In the material below, the lines containing the word "SAIDA" are required; copy each of them.
INPUT below:
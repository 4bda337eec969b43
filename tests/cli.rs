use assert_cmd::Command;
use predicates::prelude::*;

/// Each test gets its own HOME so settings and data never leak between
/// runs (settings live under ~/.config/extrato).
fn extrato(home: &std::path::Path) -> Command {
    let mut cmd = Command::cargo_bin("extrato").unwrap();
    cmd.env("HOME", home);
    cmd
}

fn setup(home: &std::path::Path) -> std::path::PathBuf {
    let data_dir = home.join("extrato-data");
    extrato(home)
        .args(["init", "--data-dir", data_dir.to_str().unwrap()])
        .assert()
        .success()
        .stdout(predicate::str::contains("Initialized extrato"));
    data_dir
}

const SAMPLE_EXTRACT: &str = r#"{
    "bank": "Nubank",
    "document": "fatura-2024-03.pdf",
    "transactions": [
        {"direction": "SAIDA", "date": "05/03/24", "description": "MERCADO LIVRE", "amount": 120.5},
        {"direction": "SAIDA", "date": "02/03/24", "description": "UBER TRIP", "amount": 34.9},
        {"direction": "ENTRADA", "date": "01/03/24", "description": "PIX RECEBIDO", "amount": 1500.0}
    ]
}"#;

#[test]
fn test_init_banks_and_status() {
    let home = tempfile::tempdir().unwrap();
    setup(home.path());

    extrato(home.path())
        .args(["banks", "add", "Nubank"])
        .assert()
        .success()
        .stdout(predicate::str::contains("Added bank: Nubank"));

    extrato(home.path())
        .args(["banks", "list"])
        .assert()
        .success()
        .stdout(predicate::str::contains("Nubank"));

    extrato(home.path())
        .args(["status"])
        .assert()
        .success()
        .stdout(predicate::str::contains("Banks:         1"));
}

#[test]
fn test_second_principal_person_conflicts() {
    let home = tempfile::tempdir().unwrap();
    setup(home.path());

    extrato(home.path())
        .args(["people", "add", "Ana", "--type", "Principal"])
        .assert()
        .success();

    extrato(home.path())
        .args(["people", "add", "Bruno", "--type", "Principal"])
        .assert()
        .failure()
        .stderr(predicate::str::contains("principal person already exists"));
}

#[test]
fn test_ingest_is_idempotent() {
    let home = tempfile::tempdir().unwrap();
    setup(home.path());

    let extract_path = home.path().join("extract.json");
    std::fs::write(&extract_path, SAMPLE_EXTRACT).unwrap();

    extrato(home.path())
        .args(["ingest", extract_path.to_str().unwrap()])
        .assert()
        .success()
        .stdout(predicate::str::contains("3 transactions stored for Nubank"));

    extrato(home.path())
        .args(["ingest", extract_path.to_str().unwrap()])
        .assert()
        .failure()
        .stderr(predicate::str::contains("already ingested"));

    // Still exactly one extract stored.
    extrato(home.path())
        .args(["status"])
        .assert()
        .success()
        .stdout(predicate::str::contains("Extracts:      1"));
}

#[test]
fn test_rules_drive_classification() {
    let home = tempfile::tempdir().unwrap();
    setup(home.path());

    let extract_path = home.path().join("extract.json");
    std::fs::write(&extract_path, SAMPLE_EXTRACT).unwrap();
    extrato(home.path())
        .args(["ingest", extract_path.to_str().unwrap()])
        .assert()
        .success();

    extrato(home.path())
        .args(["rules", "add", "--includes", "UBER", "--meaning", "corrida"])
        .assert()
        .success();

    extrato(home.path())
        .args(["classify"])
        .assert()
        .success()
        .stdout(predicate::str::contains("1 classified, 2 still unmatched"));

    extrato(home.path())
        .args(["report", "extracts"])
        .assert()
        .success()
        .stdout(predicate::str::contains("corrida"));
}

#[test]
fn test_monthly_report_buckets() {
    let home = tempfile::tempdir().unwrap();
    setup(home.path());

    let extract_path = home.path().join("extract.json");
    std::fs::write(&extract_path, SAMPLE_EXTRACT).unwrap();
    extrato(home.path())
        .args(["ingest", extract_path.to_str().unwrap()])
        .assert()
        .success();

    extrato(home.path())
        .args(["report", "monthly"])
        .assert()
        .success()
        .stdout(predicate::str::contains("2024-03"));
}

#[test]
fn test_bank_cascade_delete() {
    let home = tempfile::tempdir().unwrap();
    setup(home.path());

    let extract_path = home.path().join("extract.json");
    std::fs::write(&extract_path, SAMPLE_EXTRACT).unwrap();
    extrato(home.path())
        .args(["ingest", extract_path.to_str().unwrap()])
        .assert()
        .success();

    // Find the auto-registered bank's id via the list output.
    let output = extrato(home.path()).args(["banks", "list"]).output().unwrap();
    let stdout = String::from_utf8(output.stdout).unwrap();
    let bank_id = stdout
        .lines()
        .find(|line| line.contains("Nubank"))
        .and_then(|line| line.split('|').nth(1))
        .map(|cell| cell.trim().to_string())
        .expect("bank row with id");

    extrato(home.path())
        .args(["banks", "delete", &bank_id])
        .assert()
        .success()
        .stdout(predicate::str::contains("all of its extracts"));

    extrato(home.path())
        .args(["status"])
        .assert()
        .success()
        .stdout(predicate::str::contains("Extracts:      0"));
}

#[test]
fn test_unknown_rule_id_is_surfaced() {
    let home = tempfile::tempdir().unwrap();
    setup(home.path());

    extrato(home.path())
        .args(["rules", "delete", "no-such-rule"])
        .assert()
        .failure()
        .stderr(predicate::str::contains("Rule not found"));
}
End of INPUT.
ANSWER AREA:
        {"direction": "SAIDA", "date": "05/03/24", "description": "MERCADO LIVRE", "amount": 120.5},
        {"direction": "SAIDA", "date": "02/03/24", "description": "UBER TRIP", "amount": 34.9},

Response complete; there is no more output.